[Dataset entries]
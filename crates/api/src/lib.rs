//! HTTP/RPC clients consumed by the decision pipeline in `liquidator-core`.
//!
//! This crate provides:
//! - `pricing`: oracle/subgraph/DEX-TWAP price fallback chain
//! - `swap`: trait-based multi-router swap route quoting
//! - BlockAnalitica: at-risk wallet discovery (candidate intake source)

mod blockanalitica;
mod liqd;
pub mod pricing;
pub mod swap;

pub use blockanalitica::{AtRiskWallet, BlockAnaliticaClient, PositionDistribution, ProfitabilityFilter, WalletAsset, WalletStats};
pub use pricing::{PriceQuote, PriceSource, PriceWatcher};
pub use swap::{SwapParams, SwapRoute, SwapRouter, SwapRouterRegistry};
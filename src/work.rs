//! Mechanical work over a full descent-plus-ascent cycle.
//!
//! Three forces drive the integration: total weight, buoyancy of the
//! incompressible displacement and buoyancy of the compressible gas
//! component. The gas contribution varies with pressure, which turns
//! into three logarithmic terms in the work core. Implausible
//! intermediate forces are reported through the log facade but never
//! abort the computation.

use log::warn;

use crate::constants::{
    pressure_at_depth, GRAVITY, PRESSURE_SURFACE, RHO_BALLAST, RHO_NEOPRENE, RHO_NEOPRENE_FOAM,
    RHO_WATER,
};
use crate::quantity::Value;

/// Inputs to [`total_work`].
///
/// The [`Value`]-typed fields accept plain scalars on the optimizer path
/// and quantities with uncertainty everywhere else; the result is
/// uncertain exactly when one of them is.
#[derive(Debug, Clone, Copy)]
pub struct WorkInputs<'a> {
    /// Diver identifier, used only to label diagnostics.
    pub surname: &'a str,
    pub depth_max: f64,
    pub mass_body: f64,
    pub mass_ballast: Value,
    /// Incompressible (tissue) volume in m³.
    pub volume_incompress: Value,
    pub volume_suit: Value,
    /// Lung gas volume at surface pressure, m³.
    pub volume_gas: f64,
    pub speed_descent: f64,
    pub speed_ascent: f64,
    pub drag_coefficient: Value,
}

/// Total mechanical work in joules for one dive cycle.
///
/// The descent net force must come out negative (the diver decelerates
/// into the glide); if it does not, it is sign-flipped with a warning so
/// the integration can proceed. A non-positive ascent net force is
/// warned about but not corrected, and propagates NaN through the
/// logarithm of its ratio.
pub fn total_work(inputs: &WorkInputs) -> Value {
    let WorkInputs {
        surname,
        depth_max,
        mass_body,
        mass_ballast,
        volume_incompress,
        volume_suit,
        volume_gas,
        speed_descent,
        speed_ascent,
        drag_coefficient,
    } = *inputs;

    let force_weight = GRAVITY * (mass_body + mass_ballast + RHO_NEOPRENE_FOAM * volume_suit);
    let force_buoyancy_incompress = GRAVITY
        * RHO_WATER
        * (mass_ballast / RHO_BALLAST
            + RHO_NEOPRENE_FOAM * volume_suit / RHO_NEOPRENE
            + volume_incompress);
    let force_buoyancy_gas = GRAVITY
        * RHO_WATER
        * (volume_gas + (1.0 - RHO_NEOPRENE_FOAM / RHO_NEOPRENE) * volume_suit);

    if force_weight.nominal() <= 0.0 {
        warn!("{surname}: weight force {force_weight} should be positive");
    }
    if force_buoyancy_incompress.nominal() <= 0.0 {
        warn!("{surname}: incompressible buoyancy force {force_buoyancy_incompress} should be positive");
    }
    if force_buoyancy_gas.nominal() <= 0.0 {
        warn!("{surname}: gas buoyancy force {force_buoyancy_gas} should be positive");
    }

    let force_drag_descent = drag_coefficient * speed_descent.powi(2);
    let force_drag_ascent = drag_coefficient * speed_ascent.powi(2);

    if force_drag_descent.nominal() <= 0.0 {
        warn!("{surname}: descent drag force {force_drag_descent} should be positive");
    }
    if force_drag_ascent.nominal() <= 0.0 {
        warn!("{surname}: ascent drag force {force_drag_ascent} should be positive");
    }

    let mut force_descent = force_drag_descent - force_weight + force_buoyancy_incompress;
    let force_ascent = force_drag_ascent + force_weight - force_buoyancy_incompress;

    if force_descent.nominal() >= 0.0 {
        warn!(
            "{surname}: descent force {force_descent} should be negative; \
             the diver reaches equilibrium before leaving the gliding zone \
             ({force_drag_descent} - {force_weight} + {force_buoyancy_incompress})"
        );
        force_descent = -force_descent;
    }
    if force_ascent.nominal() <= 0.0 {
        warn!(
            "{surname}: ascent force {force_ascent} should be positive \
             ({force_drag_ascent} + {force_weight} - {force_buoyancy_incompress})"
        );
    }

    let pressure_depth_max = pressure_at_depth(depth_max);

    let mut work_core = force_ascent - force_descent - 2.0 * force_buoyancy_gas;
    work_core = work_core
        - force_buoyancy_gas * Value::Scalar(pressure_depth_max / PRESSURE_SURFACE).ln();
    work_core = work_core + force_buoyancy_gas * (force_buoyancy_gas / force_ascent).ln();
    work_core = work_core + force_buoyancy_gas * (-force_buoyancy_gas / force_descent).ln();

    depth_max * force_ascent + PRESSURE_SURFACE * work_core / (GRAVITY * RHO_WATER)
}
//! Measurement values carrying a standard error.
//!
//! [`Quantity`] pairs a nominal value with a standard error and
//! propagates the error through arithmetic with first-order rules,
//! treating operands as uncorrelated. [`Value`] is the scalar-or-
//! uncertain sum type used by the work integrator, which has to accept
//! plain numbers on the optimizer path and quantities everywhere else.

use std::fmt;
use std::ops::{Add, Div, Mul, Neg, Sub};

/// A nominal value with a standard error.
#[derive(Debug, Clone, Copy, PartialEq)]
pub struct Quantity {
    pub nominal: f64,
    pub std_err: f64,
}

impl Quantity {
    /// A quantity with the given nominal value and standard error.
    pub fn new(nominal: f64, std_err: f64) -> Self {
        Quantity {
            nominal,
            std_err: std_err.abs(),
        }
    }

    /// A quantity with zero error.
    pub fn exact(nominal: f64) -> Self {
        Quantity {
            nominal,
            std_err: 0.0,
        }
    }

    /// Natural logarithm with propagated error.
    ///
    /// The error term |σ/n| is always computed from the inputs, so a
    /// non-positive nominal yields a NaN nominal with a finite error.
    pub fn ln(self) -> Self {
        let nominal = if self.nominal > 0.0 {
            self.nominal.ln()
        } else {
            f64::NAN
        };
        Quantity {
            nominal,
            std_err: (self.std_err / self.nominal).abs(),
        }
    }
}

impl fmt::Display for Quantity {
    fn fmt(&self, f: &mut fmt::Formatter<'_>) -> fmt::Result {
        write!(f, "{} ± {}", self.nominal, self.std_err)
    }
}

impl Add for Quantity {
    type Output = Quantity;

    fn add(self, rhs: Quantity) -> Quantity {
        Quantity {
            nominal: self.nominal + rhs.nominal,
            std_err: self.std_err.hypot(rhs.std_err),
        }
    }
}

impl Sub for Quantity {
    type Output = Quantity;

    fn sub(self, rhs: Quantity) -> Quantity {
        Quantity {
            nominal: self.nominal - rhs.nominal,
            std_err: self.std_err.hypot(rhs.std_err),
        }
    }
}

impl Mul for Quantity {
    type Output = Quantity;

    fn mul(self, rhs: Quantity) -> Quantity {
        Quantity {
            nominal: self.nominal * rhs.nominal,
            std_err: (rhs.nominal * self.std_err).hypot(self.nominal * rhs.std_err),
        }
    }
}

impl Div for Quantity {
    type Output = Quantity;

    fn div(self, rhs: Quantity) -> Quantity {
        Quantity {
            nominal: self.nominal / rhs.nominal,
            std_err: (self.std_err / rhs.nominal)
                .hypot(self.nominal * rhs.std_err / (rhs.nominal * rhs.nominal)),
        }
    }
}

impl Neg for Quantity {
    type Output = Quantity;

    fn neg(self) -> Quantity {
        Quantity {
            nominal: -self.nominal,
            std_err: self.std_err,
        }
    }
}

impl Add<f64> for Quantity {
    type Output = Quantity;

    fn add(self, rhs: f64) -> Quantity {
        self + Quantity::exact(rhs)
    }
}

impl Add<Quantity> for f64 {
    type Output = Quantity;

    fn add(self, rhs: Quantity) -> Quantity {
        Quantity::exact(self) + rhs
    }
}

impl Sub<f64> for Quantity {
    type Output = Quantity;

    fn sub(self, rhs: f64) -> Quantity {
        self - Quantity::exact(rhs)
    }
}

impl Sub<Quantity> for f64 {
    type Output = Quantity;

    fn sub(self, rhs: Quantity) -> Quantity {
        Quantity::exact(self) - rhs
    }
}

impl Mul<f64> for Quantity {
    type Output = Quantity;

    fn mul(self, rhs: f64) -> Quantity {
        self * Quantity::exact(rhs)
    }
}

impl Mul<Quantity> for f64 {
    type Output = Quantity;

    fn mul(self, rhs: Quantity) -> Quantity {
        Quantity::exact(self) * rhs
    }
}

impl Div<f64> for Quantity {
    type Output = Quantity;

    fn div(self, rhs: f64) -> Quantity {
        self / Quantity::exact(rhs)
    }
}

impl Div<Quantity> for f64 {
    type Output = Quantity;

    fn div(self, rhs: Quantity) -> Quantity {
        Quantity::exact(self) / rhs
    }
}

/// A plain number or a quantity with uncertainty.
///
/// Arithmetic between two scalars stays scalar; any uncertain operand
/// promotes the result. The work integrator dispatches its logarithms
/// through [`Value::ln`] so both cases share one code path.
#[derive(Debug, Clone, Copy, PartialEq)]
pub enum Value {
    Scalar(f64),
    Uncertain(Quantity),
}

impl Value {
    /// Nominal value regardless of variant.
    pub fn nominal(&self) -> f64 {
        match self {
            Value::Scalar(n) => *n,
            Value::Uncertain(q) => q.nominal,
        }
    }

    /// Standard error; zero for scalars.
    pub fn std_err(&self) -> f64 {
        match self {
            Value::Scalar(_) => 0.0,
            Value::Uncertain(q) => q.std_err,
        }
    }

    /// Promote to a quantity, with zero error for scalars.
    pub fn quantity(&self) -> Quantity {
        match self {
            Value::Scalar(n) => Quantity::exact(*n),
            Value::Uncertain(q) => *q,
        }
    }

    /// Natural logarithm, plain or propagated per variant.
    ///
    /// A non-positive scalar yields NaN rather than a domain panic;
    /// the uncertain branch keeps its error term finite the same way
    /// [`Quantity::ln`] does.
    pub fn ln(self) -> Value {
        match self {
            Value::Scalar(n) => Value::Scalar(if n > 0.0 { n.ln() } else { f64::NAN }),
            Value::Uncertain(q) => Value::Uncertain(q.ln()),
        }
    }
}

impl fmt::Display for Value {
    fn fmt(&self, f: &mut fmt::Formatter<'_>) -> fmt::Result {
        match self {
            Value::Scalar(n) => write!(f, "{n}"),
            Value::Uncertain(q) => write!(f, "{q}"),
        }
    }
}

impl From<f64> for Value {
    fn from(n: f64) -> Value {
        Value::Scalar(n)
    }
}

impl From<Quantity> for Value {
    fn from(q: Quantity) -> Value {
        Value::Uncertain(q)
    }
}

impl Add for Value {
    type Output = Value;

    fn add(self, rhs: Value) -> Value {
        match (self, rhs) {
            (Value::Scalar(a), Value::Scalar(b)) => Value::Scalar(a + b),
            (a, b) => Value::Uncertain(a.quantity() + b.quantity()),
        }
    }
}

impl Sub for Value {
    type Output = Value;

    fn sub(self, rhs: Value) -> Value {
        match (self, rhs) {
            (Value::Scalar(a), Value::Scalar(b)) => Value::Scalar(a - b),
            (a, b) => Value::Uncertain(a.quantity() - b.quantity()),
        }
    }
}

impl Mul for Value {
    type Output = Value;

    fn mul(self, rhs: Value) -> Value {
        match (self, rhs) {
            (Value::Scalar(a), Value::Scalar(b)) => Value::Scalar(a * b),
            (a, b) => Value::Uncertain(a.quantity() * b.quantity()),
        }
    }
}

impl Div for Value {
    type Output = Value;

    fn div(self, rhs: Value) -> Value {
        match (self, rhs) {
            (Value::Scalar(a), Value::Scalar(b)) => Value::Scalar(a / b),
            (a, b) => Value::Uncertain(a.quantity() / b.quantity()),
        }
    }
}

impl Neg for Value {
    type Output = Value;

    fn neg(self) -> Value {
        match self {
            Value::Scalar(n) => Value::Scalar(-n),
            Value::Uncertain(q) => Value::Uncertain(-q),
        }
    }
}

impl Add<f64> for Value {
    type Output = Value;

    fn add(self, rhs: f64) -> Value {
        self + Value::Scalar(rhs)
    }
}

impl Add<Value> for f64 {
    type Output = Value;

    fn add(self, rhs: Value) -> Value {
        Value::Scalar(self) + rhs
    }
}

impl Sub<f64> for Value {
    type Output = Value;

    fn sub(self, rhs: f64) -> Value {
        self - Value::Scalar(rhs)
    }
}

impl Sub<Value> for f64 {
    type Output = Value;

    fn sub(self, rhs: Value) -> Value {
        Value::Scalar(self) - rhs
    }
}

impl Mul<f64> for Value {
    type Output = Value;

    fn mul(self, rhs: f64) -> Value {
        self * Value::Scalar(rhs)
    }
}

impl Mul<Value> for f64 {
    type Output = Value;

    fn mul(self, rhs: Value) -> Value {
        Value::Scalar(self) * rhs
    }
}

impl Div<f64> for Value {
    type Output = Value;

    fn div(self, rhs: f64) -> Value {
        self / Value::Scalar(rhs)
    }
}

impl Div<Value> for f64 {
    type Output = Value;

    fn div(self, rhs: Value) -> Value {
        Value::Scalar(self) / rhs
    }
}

## What the task asks:
Please return only the lines above, starting at the line that has "has to accept" and ending at the line that has "inputs, so a", keeping both and leaving each one unchanged.

## Completed exercise:
//! uncertain sum type used by the work integrator, which has to accept
//! plain numbers on the optimizer path and quantities everywhere else.

use std::fmt;
use std::ops::{Add, Div, Mul, Neg, Sub};

/// A nominal value with a standard error.
#[derive(Debug, Clone, Copy, PartialEq)]
pub struct Quantity {
    pub nominal: f64,
    pub std_err: f64,
}

impl Quantity {
    /// A quantity with the given nominal value and standard error.
    pub fn new(nominal: f64, std_err: f64) -> Self {
        Quantity {
            nominal,
            std_err: std_err.abs(),
        }
    }

    /// A quantity with zero error.
    pub fn exact(nominal: f64) -> Self {
        Quantity {
            nominal,
            std_err: 0.0,
        }
    }

    /// Natural logarithm with propagated error.
    ///
    /// The error term |σ/n| is always computed from the inputs, so a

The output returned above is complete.